__YOUR INSTRUCTIONS__.
Comb the records below for the string "ResultEntry" and copy each line where it turns up.

__DATA FOR THIS TASK__.
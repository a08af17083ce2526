use crate::scoring::{NoveltyScore, ScoredCandidate, ScoringExclusion};
use crate::types::{InputItem, PaperRecord, RecordKey, SourceId};
use chrono::{DateTime, Utc};
use serde::Serialize;
use std::collections::HashMap;
use tracing::{debug, info};
use uuid::Uuid;

/// Per-source run metadata.
#[derive(Debug, Clone, Default, Serialize)]
pub struct SourceReport {
    pub source: SourceId,
    pub rankable: bool,
    pub attempted: bool,
    pub fetched: usize,
    pub malformed: usize,
    pub filtered_out: usize,
    /// Records dropped by the result cap of a non-ranked source.
    pub capped: usize,
    pub scored: usize,
    pub scoring_exclusions: Vec<ScoringExclusion>,
    pub selected: usize,
    pub failure: Option<String>,
    pub timed_out: bool,
}

impl SourceReport {
    pub fn new(source: SourceId, rankable: bool) -> Self {
        Self {
            source,
            rankable,
            ..Self::default()
        }
    }

    pub fn failed(&self) -> bool {
        self.failure.is_some()
    }
}

#[derive(Debug, Clone, Serialize)]
pub struct ResultEntry {
    pub record: PaperRecord,
    /// Present for entries that went through ranking.
    pub score: Option<NoveltyScore>,
    pub reasoning: Option<String>,
}

impl ResultEntry {
    pub fn is_ranked(&self) -> bool {
        self.score.is_some()
    }
}

/// A record dropped because an earlier entry already claimed its identity.
#[derive(Debug, Clone, PartialEq, Serialize)]
pub struct DuplicateNote {
    pub dropped: RecordKey,
    pub kept: RecordKey,
}

/// Final, ordered output of one run.
#[derive(Debug, Clone, Serialize)]
pub struct PipelineResult {
    pub run_id: Uuid,
    pub started_at: DateTime<Utc>,
    pub finished_at: DateTime<Utc>,
    pub timed_out: bool,
    pub entries: Vec<ResultEntry>,
    pub sources: Vec<SourceReport>,
    pub duplicates: Vec<DuplicateNote>,
}

impl PipelineResult {
    pub fn records(&self) -> impl Iterator<Item = &PaperRecord> {
        self.entries.iter().map(|entry| &entry.record)
    }

    pub fn keys(&self) -> Vec<RecordKey> {
        self.records().map(PaperRecord::key).collect()
    }

    pub fn report(&self, source: &SourceId) -> Option<&SourceReport> {
        self.sources.iter().find(|report| &report.source == source)
    }

    pub fn scoring_exclusions(&self) -> impl Iterator<Item = &ScoringExclusion> {
        self.sources.iter().flat_map(|report| report.scoring_exclusions.iter())
    }

    /// Hand-off to downstream enrichment/summarization, in result order.
    pub fn to_input_items(&self) -> Vec<InputItem> {
        self.records().map(InputItem::from).collect()
    }
}

/// Identity of the run, fixed when it starts.
#[derive(Debug, Clone)]
pub struct RunMetadata {
    pub run_id: Uuid,
    pub started_at: DateTime<Utc>,
    pub timed_out: bool,
}

impl RunMetadata {
    pub fn start(started_at: DateTime<Utc>) -> Self {
        Self {
            run_id: Uuid::new_v4(),
            started_at,
            timed_out: false,
        }
    }
}

pub struct ResultAggregator;

impl ResultAggregator {
    /// Ranked entries first, then each non-ranked source in the order given.
    ///
    /// An entry claims its own key and its cross-reference key; a later entry
    /// whose own key or cross-reference key is already claimed is dropped.
    pub fn merge(
        run: RunMetadata,
        mut reports: Vec<SourceReport>,
        ranked: Vec<ScoredCandidate>,
        unranked: Vec<(SourceId, Vec<PaperRecord>)>,
    ) -> PipelineResult {
        let concatenated = ranked
            .into_iter()
            .map(|candidate| ResultEntry {
                record: candidate.record,
                score: Some(candidate.score),
                reasoning: candidate.reasoning,
            })
            .chain(unranked.into_iter().flat_map(|(_, records)| {
                records.into_iter().map(|record| ResultEntry {
                    record,
                    score: None,
                    reasoning: None,
                })
            }));

        let mut claimed: HashMap<RecordKey, RecordKey> = HashMap::new();
        let mut entries = Vec::new();
        let mut duplicates = Vec::new();

        for entry in concatenated {
            let key = entry.record.key();
            let cross_key = entry.record.cross_reference.as_ref().map(|x| x.key());

            let owner = claimed
                .get(&key)
                .or_else(|| cross_key.as_ref().and_then(|k| claimed.get(k)))
                .cloned();
            if let Some(kept) = owner {
                debug!("Dropping {} as a duplicate of {}", key, kept);
                duplicates.push(DuplicateNote { dropped: key, kept });
                continue;
            }

            claimed.insert(key.clone(), key.clone());
            if let Some(cross_key) = cross_key {
                claimed.entry(cross_key).or_insert_with(|| key.clone());
            }
            entries.push(entry);
        }

        for report in &mut reports {
            report.selected = entries.iter().filter(|e| e.record.source == report.source).count();
        }

        info!(
            "Aggregated {} entries ({} duplicates dropped) from {} sources",
            entries.len(),
            duplicates.len(),
            reports.len()
        );

        PipelineResult {
            run_id: run.run_id,
            started_at: run.started_at,
            finished_at: Utc::now(),
            timed_out: run.timed_out,
            entries,
            sources: reports,
            duplicates,
        }
    }
}

#[cfg(test)]
mod tests {
    use super::*;
    use crate::config::ScoreWeights;
    use crate::traits::RawScore;
    use crate::types::CrossReference;
    use chrono::TimeZone;

    fn record(source: &str, id: &str, cross: Option<(&str, &str)>) -> PaperRecord {
        PaperRecord {
            source: SourceId::new(source),
            native_id: id.to_string(),
            title: format!("{} {}", source, id),
            authors: vec!["A. Author".to_string()],
            abstract_text: String::new(),
            published: Utc.with_ymd_and_hms(2025, 11, 2, 0, 0, 0).unwrap(),
            updated: None,
            primary_category: None,
            tags: Vec::new(),
            popularity: None,
            cross_reference: cross.map(|(s, n)| CrossReference {
                source: SourceId::new(s),
                native_id: n.to_string(),
            }),
            pdf_url: None,
            landing_url: None,
            comment_count: None,
            github_repo: None,
            github_stars: None,
            thumbnail_url: None,
            raw: serde_json::Value::Null,
        }
    }

    fn scored(record: PaperRecord) -> ScoredCandidate {
        ScoredCandidate {
            record,
            score: NoveltyScore::compute(&RawScore::new(8.0, 8.0, 8.0), &ScoreWeights::default()).unwrap(),
            reasoning: None,
        }
    }

    fn reports() -> Vec<SourceReport> {
        vec![
            SourceReport::new(SourceId::new("arxiv"), true),
            SourceReport::new(SourceId::new("hf_daily"), false),
        ]
    }

    fn run() -> RunMetadata {
        RunMetadata::start(Utc::now())
    }

    #[test]
    fn ranked_entries_come_first() {
        let result = ResultAggregator::merge(
            run(),
            reports(),
            vec![scored(record("arxiv", "1", None)), scored(record("arxiv", "2", None))],
            vec![(SourceId::new("hf_daily"), vec![record("hf_daily", "x", None)])],
        );

        let keys: Vec<String> = result.keys().iter().map(|k| k.to_string()).collect();
        assert_eq!(keys, vec!["arxiv:1", "arxiv:2", "hf_daily:x"]);
        assert!(result.entries[0].is_ranked());
        assert!(!result.entries[2].is_ranked());
        assert_eq!(result.report(&SourceId::new("arxiv")).unwrap().selected, 2);
        assert_eq!(result.report(&SourceId::new("hf_daily")).unwrap().selected, 1);
    }

    #[test]
    fn cross_referenced_mirror_is_dropped() {
        let result = ResultAggregator::merge(
            run(),
            reports(),
            vec![scored(record("arxiv", "2511.00002", None))],
            vec![(
                SourceId::new("hf_daily"),
                vec![
                    record("hf_daily", "2511.00002", Some(("arxiv", "2511.00002"))),
                    record("hf_daily", "2511.00003", Some(("arxiv", "2511.00003"))),
                ],
            )],
        );

        assert_eq!(result.entries.len(), 2);
        assert_eq!(
            result.duplicates,
            vec![DuplicateNote {
                dropped: RecordKey::new("hf_daily", "2511.00002"),
                kept: RecordKey::new("arxiv", "2511.00002"),
            }]
        );
    }

    #[test]
    fn dedup_is_symmetric() {
        // The mirror comes first, so the arXiv record it points at is the duplicate.
        let result = ResultAggregator::merge(
            run(),
            reports(),
            vec![scored(record("hf_daily", "2511.00002", Some(("arxiv", "2511.00002"))))],
            vec![(SourceId::new("arxiv"), vec![record("arxiv", "2511.00002", None)])],
        );

        assert_eq!(result.entries.len(), 1);
        assert_eq!(result.duplicates[0].dropped, RecordKey::new("arxiv", "2511.00002"));
    }

    #[test]
    fn equal_native_ids_without_cross_reference_are_distinct() {
        let result = ResultAggregator::merge(
            run(),
            reports(),
            vec![scored(record("arxiv", "42", None))],
            vec![(SourceId::new("hf_daily"), vec![record("hf_daily", "42", None)])],
        );

        assert_eq!(result.entries.len(), 2);
        assert!(result.duplicates.is_empty());
    }

    #[test]
    fn no_duplicate_keys_in_result() {
        let result = ResultAggregator::merge(
            run(),
            reports(),
            vec![scored(record("arxiv", "1", None))],
            vec![(
                SourceId::new("hf_daily"),
                vec![
                    record("hf_daily", "a", None),
                    record("hf_daily", "a", None),
                    record("hf_daily", "b", Some(("arxiv", "1"))),
                ],
            )],
        );

        let mut keys = result.keys();
        let before = keys.len();
        keys.sort();
        keys.dedup();
        assert_eq!(keys.len(), before);
        assert_eq!(result.duplicates.len(), 2);
    }
}
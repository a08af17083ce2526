use crate::config::FetchConfig;
use crate::types::{PipelineError, Result, SourceId};
use crate::utils::retry_backoff;
use backoff::backoff::Backoff;
use reqwest::{Client, Response};
use std::collections::HashMap;
use std::sync::Arc;
use std::time::Duration;
use tokio::sync::Mutex;
use tokio::time::Instant;
use tracing::{debug, error, info, warn};
use url::Url;

/// Shared HTTP access for source adapters.
pub struct Fetcher {
    client: Client,
    config: FetchConfig,
    rate_limiter: Arc<Mutex<HashMap<String, Instant>>>,
}

impl Fetcher {
    pub fn new(config: FetchConfig) -> Result<Self> {
        let client = Client::builder()
            .user_agent(&config.user_agent)
            .timeout(Duration::from_secs(config.timeout_seconds))
            .gzip(true)
            .deflate(true)
            .brotli(true)
            .redirect(reqwest::redirect::Policy::limited(config.max_redirects))
            .build()?;

        Ok(Self {
            client,
            config,
            rate_limiter: Arc::new(Mutex::new(HashMap::new())),
        })
    }

    /// GET `url` with `query` and return the body as text.
    ///
    /// Retries transport errors and non-success statuses with exponential
    /// backoff; once retries are exhausted the source is reported unavailable.
    pub async fn fetch_text(&self, source_id: &SourceId, url: &str, query: &[(&str, String)]) -> Result<String> {
        let parsed = Url::parse_with_params(url, query)?;
        let mut backoff = retry_backoff(self.config.retry_delay_ms);
        let mut last_error = None;

        debug!("Fetching {} for source {}", parsed, source_id);

        for attempt in 0..=self.config.max_retries {
            self.apply_rate_limit(&parsed).await;

            match self.send(&parsed).await {
                Ok(content) => {
                    info!("Fetched {} for source {} ({} bytes)", parsed, source_id, content.len());
                    return Ok(content);
                }
                Err(e) => {
                    last_error = Some(e);
                    if attempt < self.config.max_retries {
                        if let Some(delay) = backoff.next_backoff() {
                            warn!("Attempt {} failed for {}, retrying in {:?}", attempt + 1, parsed, delay);
                            tokio::time::sleep(delay).await;
                        }
                    }
                }
            }
        }

        let reason = last_error
            .map(|e| e.to_string())
            .unwrap_or_else(|| "Unknown error".to_string());
        error!(
            "Failed to fetch {} after {} attempts: {}",
            parsed,
            self.config.max_retries + 1,
            reason
        );
        Err(PipelineError::unavailable(source_id, reason))
    }

    async fn send(&self, url: &Url) -> Result<String> {
        let response: Response = self.client.get(url.clone()).send().await?;
        let status = response.status();

        if !status.is_success() {
            return Err(PipelineError::Transport(format!(
                "HTTP {}: {}",
                status,
                status.canonical_reason().unwrap_or("Unknown")
            )));
        }

        if let Some(content_length) = response.content_length() {
            let size_mb = content_length as usize / (1024 * 1024);
            if size_mb > self.config.max_response_size_mb {
                return Err(PipelineError::Transport(format!("Response too large: {}MB", size_mb)));
            }
        }

        Ok(response.text().await?)
    }

    async fn apply_rate_limit(&self, url: &Url) {
        let host = url.host_str().unwrap_or("").to_string();
        let min_interval = Duration::from_millis(self.config.min_request_interval_ms);

        // Held across the sleep so concurrent requests to one host queue up.
        let mut rate_limiter = self.rate_limiter.lock().await;
        if let Some(last_request) = rate_limiter.get(&host) {
            let elapsed = last_request.elapsed();
            if elapsed < min_interval {
                let wait_time = min_interval - elapsed;
                debug!("Rate limiting {}: waiting {:?}", host, wait_time);
                tokio::time::sleep(wait_time).await;
            }
        }
        rate_limiter.insert(host, Instant::now());
    }
}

__SOLUTION TO THE PROBLEM__.
pub struct ResultEntry {
impl ResultEntry {
    pub entries: Vec<ResultEntry>,
            .map(|candidate| ResultEntry {
                records.into_iter().map(|record| ResultEntry {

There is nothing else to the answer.